//! Output files: target directory checks, naming, raster encoding and
//! metadata sidecars.

use crate::core::error::{FrameError, FrameResult, ValidationError, ValidationResult};
use crate::core::types::{DuplicatePolicy, Metadata, OutputFormat};
use image::codecs::jpeg::JpegEncoder;
use image::error::{ImageFormatHint, UnsupportedError, UnsupportedErrorKind};
use image::{DynamicImage, ImageError, ImageFormat};
use std::fs::{self, File};
use std::io::{BufWriter, Write};
use std::path::{Path, PathBuf};

/// Make sure `dir` exists, is a directory and accepts new files.
///
/// Missing directories are created. Writability is checked by creating and
/// deleting a uniquely named file.
pub fn validate_target_dir(dir: &Path) -> ValidationResult<()> {
    if !dir.exists() {
        fs::create_dir_all(dir).map_err(|e| ValidationError::DirectoryNotCreatable {
            path: dir.to_path_buf(),
            reason: e.to_string(),
        })?;
        log::info!("Created output directory: {}", dir.display());
    } else if !dir.is_dir() {
        return Err(ValidationError::NotADirectory(dir.to_path_buf()));
    }

    let test_file = dir.join(format!(".octslice_write_test_{}", uuid::Uuid::new_v4()));
    let not_writable = |e: std::io::Error| ValidationError::DirectoryNotWritable {
        path: dir.to_path_buf(),
        reason: e.to_string(),
    };
    File::create(&test_file)
        .and_then(|mut file| file.write_all(b"test"))
        .map_err(not_writable)?;
    fs::remove_file(&test_file).map_err(not_writable)
}

/// `{dir}/{stem}_{frame_id}.{ext}`
pub fn frame_path(dir: &Path, stem: &str, frame_id: &str, format: OutputFormat) -> PathBuf {
    dir.join(format!("{}_{}.{}", stem, frame_id, format.extension()))
}

/// `{dir}/{stem}_{frame_id}_metadata.json`
pub fn sidecar_path(dir: &Path, stem: &str, frame_id: &str) -> PathBuf {
    dir.join(format!("{}_{}_metadata.json", stem, frame_id))
}

/// Apply the duplicate policy to a planned output path.
///
/// Returns `None` when the frame should be skipped. For
/// [`DuplicatePolicy::Unique`] the first free `name_N.ext` with `N >= 1`
/// is chosen.
pub fn resolve_output_path(path: &Path, policy: DuplicatePolicy) -> Option<PathBuf> {
    if !path.exists() {
        return Some(path.to_path_buf());
    }

    match policy {
        DuplicatePolicy::Overwrite => {
            log::debug!("Overwriting existing file: {}", path.display());
            Some(path.to_path_buf())
        }
        DuplicatePolicy::Skip => None,
        DuplicatePolicy::Unique => {
            let stem = path
                .file_stem()
                .map(|s| s.to_string_lossy().into_owned())
                .unwrap_or_default();
            let extension = path
                .extension()
                .map(|e| format!(".{}", e.to_string_lossy()))
                .unwrap_or_default();
            let parent = path.parent().unwrap_or_else(|| Path::new(""));

            (1..)
                .map(|n| parent.join(format!("{}_{}{}", stem, n, extension)))
                .find(|candidate| !candidate.exists())
        }
    }
}

/// Encode an image to `path`.
///
/// JPEG drops any alpha channel and uses `jpeg_quality`; PNG and TIFF keep
/// the image's color type. DICOM is not a raster format and is rejected.
pub fn write_raster(image: &DynamicImage, path: &Path, format: OutputFormat, jpeg_quality: u8) -> FrameResult<()> {
    let encode_error = |error: ImageError| FrameError::Encode {
        path: path.to_path_buf(),
        error,
    };

    match format {
        OutputFormat::Jpeg => {
            let file = File::create(path).map_err(|error| FrameError::Io {
                path: path.to_path_buf(),
                error,
            })?;
            let mut output = BufWriter::new(file);
            let encoder = JpegEncoder::new_with_quality(&mut output, jpeg_quality);
            match image {
                DynamicImage::ImageLuma8(gray) => gray.write_with_encoder(encoder),
                other => other.to_rgb8().write_with_encoder(encoder),
            }
            .map_err(encode_error)?;
            output.flush().map_err(|error| FrameError::Io {
                path: path.to_path_buf(),
                error,
            })
        }
        OutputFormat::Png => image.save_with_format(path, ImageFormat::Png).map_err(encode_error),
        OutputFormat::Tiff => image.save_with_format(path, ImageFormat::Tiff).map_err(encode_error),
        OutputFormat::Dicom => {
            let hint = ImageFormatHint::Name("DICOM".to_string());
            Err(encode_error(ImageError::Unsupported(UnsupportedError::from_format_and_kind(
                hint.clone(),
                UnsupportedErrorKind::Format(hint),
            ))))
        }
    }
}

/// Write source metadata as pretty-printed JSON.
pub fn write_sidecar(path: &Path, metadata: &Metadata) -> std::io::Result<()> {
    let mut writer = BufWriter::new(File::create(path)?);
    serde_json::to_writer_pretty(&mut writer, metadata)?;
    writer.write_all(b"\n")?;
    writer.flush()
}

/// Number of `.dcm` files directly inside `dir`, in any letter case.
pub fn count_dcm_files(dir: &Path) -> usize {
    let pattern = format!("{}/*.dcm", glob::Pattern::escape(&dir.to_string_lossy()));
    let options = glob::MatchOptions {
        case_sensitive: false,
        ..glob::MatchOptions::new()
    };
    match glob::glob_with(&pattern, options) {
        Ok(paths) => paths.filter_map(Result::ok).count(),
        Err(e) => {
            log::warn!("Could not list DICOM files in {}: {}", dir.display(), e);
            0
        }
    }
}

#[cfg(test)]
mod tests {
    use super::*;
    use image::{GrayImage, RgbaImage};
    use tempfile::TempDir;

    #[test]
    fn test_validate_creates_directory() {
        let dir = TempDir::new().unwrap();
        let target = dir.path().join("a").join("b");
        validate_target_dir(&target).unwrap();
        assert!(target.is_dir());
        assert_eq!(fs::read_dir(&target).unwrap().count(), 0);
    }

    #[test]
    fn test_validate_rejects_file() {
        let dir = TempDir::new().unwrap();
        let file = dir.path().join("plain.txt");
        fs::write(&file, b"x").unwrap();
        assert_eq!(
            validate_target_dir(&file),
            Err(ValidationError::NotADirectory(file.clone()))
        );
        assert!(matches!(
            validate_target_dir(&file.join("below")),
            Err(ValidationError::DirectoryNotCreatable { .. })
        ));
    }

    #[test]
    fn test_paths() {
        let dir = Path::new("/out");
        assert_eq!(
            frame_path(dir, "scan", "vol0_slice1", OutputFormat::Tiff),
            PathBuf::from("/out/scan_vol0_slice1.tiff")
        );
        assert_eq!(
            sidecar_path(dir, "scan", "fundus0"),
            PathBuf::from("/out/scan_fundus0_metadata.json")
        );
    }

    #[test]
    fn test_duplicate_policies() {
        let dir = TempDir::new().unwrap();
        let path = dir.path().join("x.png");
        assert_eq!(resolve_output_path(&path, DuplicatePolicy::Skip), Some(path.clone()));

        fs::write(&path, b"old").unwrap();
        assert_eq!(resolve_output_path(&path, DuplicatePolicy::Overwrite), Some(path.clone()));
        assert_eq!(resolve_output_path(&path, DuplicatePolicy::Skip), None);
        assert_eq!(
            resolve_output_path(&path, DuplicatePolicy::Unique),
            Some(dir.path().join("x_1.png"))
        );

        fs::write(dir.path().join("x_1.png"), b"old").unwrap();
        assert_eq!(
            resolve_output_path(&path, DuplicatePolicy::Unique),
            Some(dir.path().join("x_2.png"))
        );
    }

    #[test]
    fn test_write_raster_formats() {
        let dir = TempDir::new().unwrap();
        let gray = DynamicImage::ImageLuma8(GrayImage::from_pixel(4, 3, image::Luma([128])));
        let rgba = DynamicImage::ImageRgba8(RgbaImage::from_pixel(4, 3, image::Rgba([1, 2, 3, 4])));

        for (format, image) in [
            (OutputFormat::Png, &gray),
            (OutputFormat::Tiff, &gray),
            (OutputFormat::Jpeg, &gray),
            (OutputFormat::Jpeg, &rgba),
            (OutputFormat::Png, &rgba),
        ] {
            let path = dir.path().join(format!("out_{:?}.{}", image.color(), format.extension()));
            write_raster(image, &path, format, 90).unwrap();
            let decoded = image::open(&path).unwrap();
            assert_eq!((decoded.width(), decoded.height()), (4, 3));
        }
    }

    #[test]
    fn test_write_raster_reports_io_errors() {
        let dir = TempDir::new().unwrap();
        let path = dir.path().join("missing").join("x.jpeg");
        let image = DynamicImage::new_luma8(2, 2);
        assert!(matches!(
            write_raster(&image, &path, OutputFormat::Jpeg, 90),
            Err(FrameError::Io { .. })
        ));
        assert!(write_raster(&image, &path.with_extension("png"), OutputFormat::Png, 90).is_err());
    }

    #[test]
    fn test_sidecar_is_pretty_json() {
        let dir = TempDir::new().unwrap();
        let path = dir.path().join("meta.json");
        let mut metadata = Metadata::new();
        metadata.insert("file_type".to_string(), serde_json::Value::from("E2E"));
        write_sidecar(&path, &metadata).unwrap();

        let text = fs::read_to_string(&path).unwrap();
        assert_eq!(text, "{\n  \"file_type\": \"E2E\"\n}\n");
    }

    #[test]
    fn test_count_dcm_files() {
        let dir = TempDir::new().unwrap();
        assert_eq!(count_dcm_files(dir.path()), 0);
        fs::write(dir.path().join("a.dcm"), b"").unwrap();
        fs::write(dir.path().join("b.dcm"), b"").unwrap();
        fs::write(dir.path().join("c.png"), b"").unwrap();
        assert_eq!(count_dcm_files(dir.path()), 2);
        fs::write(dir.path().join("IM0001.DCM"), b"").unwrap();
        fs::write(dir.path().join("IM0002.Dcm"), b"").unwrap();
        assert_eq!(count_dcm_files(dir.path()), 4);
    }
}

• • •

**Exercise prompt**
Some lines of the records may hold the word "None". How many do? Answer with a number and nothing else.

**Completed exercise**
3